— Hier, je pouvais te la demander parce que j'étais certain que ton argent ne courrait aucun risque ; aujourd'hui que je sais qu'il serait perdu je ne peux pas te le prendre ; je viens d'apprendre de nouvelles faillites, c'est fini pour moi.
Malgré le chagrin que lui causait cette nouvelle, Barincq eut l'humiliation de sentir que d'un autre côté il éprouvait un soulagement.
— Mon pauvre ami, dit-il, mon pauvre ami !
Et pendant quelques instants ils s'entretinrent de ce désastre.
Mais, quand Barincq fut dans la rue, il eut la stupeur de reconnaître qu'une fois encore il était bien le mauvais riche qu'avait dit son cousin.
Il ne le serait pas plus longtemps.
III
Il fallait donc que le testament fût remis à Sixte et que la fortune qu'il lui léguait passât tout entière entre ses mains.

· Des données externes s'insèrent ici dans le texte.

// ─────────────────────────────────────────────────────────────────────────────
// Migration implementation
// ─────────────────────────────────────────────────────────────────────────────

#[async_trait::async_trait]
impl MigrationTrait for Migration {
    async fn up(&self, manager: &SchemaManager) -> Result<(), DbErr> {
        // ───────────────────────────────────────────────────────────────────
        // 1. Users
        // ───────────────────────────────────────────────────────────────────
        manager
            .create_table(
                Table::create()
                    .table(Users::Table)
                    .if_not_exists()
                    .col(ColumnDef::new(Users::Id).string().not_null().primary_key())
                    .col(ColumnDef::new(Users::DisplayName).string().not_null())
                    .col(
                        ColumnDef::new(Users::Role)
                            .string()
                            .not_null()
                            .default("donor"),
                    )
                    .col(ColumnDef::new(Users::CreatedAt).timestamp().not_null())
                    .to_owned(),
            )
            .await?;

        manager
            .create_index(
                Index::create()
                    .name("idx-users-role")
                    .table(Users::Table)
                    .col(Users::Role)
                    .to_owned(),
            )
            .await?;

        // ───────────────────────────────────────────────────────────────────
        // 2. Campaigns
        // ───────────────────────────────────────────────────────────────────
        manager
            .create_table(
                Table::create()
                    .table(Campaigns::Table)
                    .if_not_exists()
                    .col(
                        ColumnDef::new(Campaigns::Id)
                            .string()
                            .not_null()
                            .primary_key(),
                    )
                    .col(ColumnDef::new(Campaigns::Title).string().not_null())
                    .col(
                        ColumnDef::new(Campaigns::Status)
                            .string()
                            .not_null()
                            .default("active"),
                    )
                    .col(ColumnDef::new(Campaigns::GoalMinor).big_integer().not_null())
                    .col(
                        ColumnDef::new(Campaigns::CurrentMinor)
                            .big_integer()
                            .not_null()
                            .default(0),
                    )
                    .col(ColumnDef::new(Campaigns::CreatedAt).timestamp().not_null())
                    .to_owned(),
            )
            .await?;

        // ───────────────────────────────────────────────────────────────────
        // 3. Donations
        // ───────────────────────────────────────────────────────────────────
        manager
            .create_table(
                Table::create()
                    .table(Donations::Table)
                    .if_not_exists()
                    .col(
                        ColumnDef::new(Donations::Id)
                            .string()
                            .not_null()
                            .primary_key(),
                    )
                    .col(ColumnDef::new(Donations::DonorId).string().not_null())
                    .col(ColumnDef::new(Donations::CampaignId).string().not_null())
                    .col(
                        ColumnDef::new(Donations::AmountMinor)
                            .big_integer()
                            .not_null(),
                    )
                    .col(ColumnDef::new(Donations::FeeMinor).big_integer().not_null())
                    .col(ColumnDef::new(Donations::NetMinor).big_integer().not_null())
                    .col(ColumnDef::new(Donations::Method).string().not_null())
                    .col(
                        ColumnDef::new(Donations::IsRecurring)
                            .boolean()
                            .not_null()
                            .default(false),
                    )
                    .col(ColumnDef::new(Donations::Frequency).string())
                    .col(ColumnDef::new(Donations::ScheduleId).string())
                    .col(
                        ColumnDef::new(Donations::State)
                            .string()
                            .not_null()
                            .default("pending"),
                    )
                    .col(ColumnDef::new(Donations::TransactionReference).string())
                    .col(
                        ColumnDef::new(Donations::IsAnonymous)
                            .boolean()
                            .not_null()
                            .default(false),
                    )
                    .col(ColumnDef::new(Donations::DedicationMessage).string())
                    .col(ColumnDef::new(Donations::IdempotencyKey).string())
                    .col(ColumnDef::new(Donations::CreatedAt).timestamp().not_null())
                    .col(ColumnDef::new(Donations::UpdatedAt).timestamp().not_null())
                    .col(ColumnDef::new(Donations::CompletedAt).timestamp())
                    .foreign_key(
                        ForeignKey::create()
                            .name("fk-donations-campaign_id")
                            .from(Donations::Table, Donations::CampaignId)
                            .to(Campaigns::Table, Campaigns::Id),
                    )
                    .to_owned(),
            )
            .await?;

        manager
            .create_index(
                Index::create()
                    .name("idx-donations-campaign_id-state")
                    .table(Donations::Table)
                    .col(Donations::CampaignId)
                    .col(Donations::State)
                    .to_owned(),
            )
            .await?;

        manager
            .create_index(
                Index::create()
                    .name("idx-donations-transaction_reference")
                    .table(Donations::Table)
                    .col(Donations::TransactionReference)
                    .to_owned(),
            )
            .await?;

        manager
            .create_index(
                Index::create()
                    .name("uidx-donations-donor_id-idempotency_key")
                    .table(Donations::Table)
                    .col(Donations::DonorId)
                    .col(Donations::IdempotencyKey)
                    .unique()
                    .to_owned(),
            )
            .await?;

        // ───────────────────────────────────────────────────────────────────
        // 4. Payments
        // ───────────────────────────────────────────────────────────────────
        manager
            .create_table(
                Table::create()
                    .table(Payments::Table)
                    .if_not_exists()
                    .col(
                        ColumnDef::new(Payments::Id)
                            .string()
                            .not_null()
                            .primary_key(),
                    )
                    .col(ColumnDef::new(Payments::DonationId).string().not_null())
                    .col(ColumnDef::new(Payments::Provider).string().not_null())
                    .col(
                        ColumnDef::new(Payments::ProviderReference)
                            .string()
                            .not_null(),
                    )
                    .col(
                        ColumnDef::new(Payments::AmountMinor)
                            .big_integer()
                            .not_null(),
                    )
                    .col(ColumnDef::new(Payments::Phone).string())
                    .col(
                        ColumnDef::new(Payments::ConfirmationStatus)
                            .string()
                            .not_null()
                            .default("pending"),
                    )
                    .col(ColumnDef::new(Payments::ReceiptNumber).string())
                    .col(ColumnDef::new(Payments::ProviderPayload).text())
                    .col(ColumnDef::new(Payments::CreatedAt).timestamp().not_null())
                    .col(ColumnDef::new(Payments::UpdatedAt).timestamp().not_null())
                    .foreign_key(
                        ForeignKey::create()
                            .name("fk-payments-donation_id")
                            .from(Payments::Table, Payments::DonationId)
                            .to(Donations::Table, Donations::Id),
                    )
                    .to_owned(),
            )
            .await?;

        manager
            .create_index(
                Index::create()
                    .name("idx-payments-provider-provider_reference")
                    .table(Payments::Table)
                    .col(Payments::Provider)
                    .col(Payments::ProviderReference)
                    .to_owned(),
            )
            .await?;

        manager
            .create_index(
                Index::create()
                    .name("idx-payments-donation_id")
                    .table(Payments::Table)
                    .col(Payments::DonationId)
                    .to_owned(),
            )
            .await?;

        // ───────────────────────────────────────────────────────────────────
        // 5. Recurring schedules
        // ───────────────────────────────────────────────────────────────────
        manager
            .create_table(
                Table::create()
                    .table(RecurringSchedules::Table)
                    .if_not_exists()
                    .col(
                        ColumnDef::new(RecurringSchedules::Id)
                            .string()
                            .not_null()
                            .primary_key(),
                    )
                    .col(ColumnDef::new(RecurringSchedules::DonorId).string().not_null())
                    .col(
                        ColumnDef::new(RecurringSchedules::CampaignId)
                            .string()
                            .not_null(),
                    )
                    .col(
                        ColumnDef::new(RecurringSchedules::OriginDonationId)
                            .string()
                            .not_null(),
                    )
                    .col(
                        ColumnDef::new(RecurringSchedules::AmountMinor)
                            .big_integer()
                            .not_null(),
                    )
                    .col(
                        ColumnDef::new(RecurringSchedules::Frequency)
                            .string()
                            .not_null(),
                    )
                    .col(ColumnDef::new(RecurringSchedules::Method).string().not_null())
                    .col(ColumnDef::new(RecurringSchedules::Phone).string())
                    .col(
                        ColumnDef::new(RecurringSchedules::NextDueDate)
                            .date()
                            .not_null(),
                    )
                    .col(
                        ColumnDef::new(RecurringSchedules::Status)
                            .string()
                            .not_null()
                            .default("active"),
                    )
                    .col(
                        ColumnDef::new(RecurringSchedules::StartDate)
                            .date()
                            .not_null(),
                    )
                    .col(
                        ColumnDef::new(RecurringSchedules::ConsecutiveFailures)
                            .integer()
                            .not_null()
                            .default(0),
                    )
                    .col(ColumnDef::new(RecurringSchedules::LastFailure).string())
                    .col(
                        ColumnDef::new(RecurringSchedules::CreatedAt)
                            .timestamp()
                            .not_null(),
                    )
                    .col(
                        ColumnDef::new(RecurringSchedules::UpdatedAt)
                            .timestamp()
                            .not_null(),
                    )
                    .foreign_key(
                        ForeignKey::create()
                            .name("fk-recurring_schedules-origin_donation_id")
                            .from(
                                RecurringSchedules::Table,
                                RecurringSchedules::OriginDonationId,
                            )
                            .to(Donations::Table, Donations::Id),
                    )
                    .to_owned(),
            )
            .await?;

        manager
            .create_index(
                Index::create()
                    .name("idx-recurring_schedules-status-next_due_date")
                    .table(RecurringSchedules::Table)
                    .col(RecurringSchedules::Status)
                    .col(RecurringSchedules::NextDueDate)
                    .to_owned(),
            )
            .await?;

        // ───────────────────────────────────────────────────────────────────
        // 6. Notifications
        // ───────────────────────────────────────────────────────────────────
        manager
            .create_table(
                Table::create()
                    .table(Notifications::Table)
                    .if_not_exists()
                    .col(
                        ColumnDef::new(Notifications::Id)
                            .string()
                            .not_null()
                            .primary_key(),
                    )
                    .col(ColumnDef::new(Notifications::UserId).string().not_null())
                    .col(ColumnDef::new(Notifications::Kind).string().not_null())
                    .col(ColumnDef::new(Notifications::Title).string().not_null())
                    .col(ColumnDef::new(Notifications::Message).string().not_null())
                    .col(ColumnDef::new(Notifications::ActionRef).string())
                    .col(
                        ColumnDef::new(Notifications::CreatedAt)
                            .timestamp()
                            .not_null(),
                    )
                    .col(ColumnDef::new(Notifications::ReadAt).timestamp())
                    .to_owned(),
            )
            .await?;

        manager
            .create_index(
                Index::create()
                    .name("idx-notifications-user_id")
                    .table(Notifications::Table)
                    .col(Notifications::UserId)
                    .to_owned(),
            )
            .await?;

        Ok(())
    }

    async fn down(&self, manager: &SchemaManager) -> Result<(), DbErr> {
        // Drop in reverse order of creation (respecting FK dependencies)
        manager
            .drop_table(Table::drop().table(Notifications::Table).to_owned())
            .await?;
        manager
            .drop_table(Table::drop().table(RecurringSchedules::Table).to_owned())
            .await?;
        manager
            .drop_table(Table::drop().table(Payments::Table).to_owned())
            .await?;
        manager
            .drop_table(Table::drop().table(Donations::Table).to_owned())
            .await?;
        manager
            .drop_table(Table::drop().table(Campaigns::Table).to_owned())
            .await?;
        manager
            .drop_table(Table::drop().table(Users::Table).to_owned())
            .await?;
        Ok(())
    }
}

Son repos, sa dignité, son honnêteté, le voulaient ainsi.
D'ailleurs pas si héroïque qu'elle paraissait au premier abord, cette restitution ; que la fortune de Gaston restât entre ses mains, ou passât entre celles de son gendre, ce serait toujours Anie qui en profiterait, car Sixte, droit et sage tel qu'il le connaissait, était incapable de la gaspiller ou d'en mal user.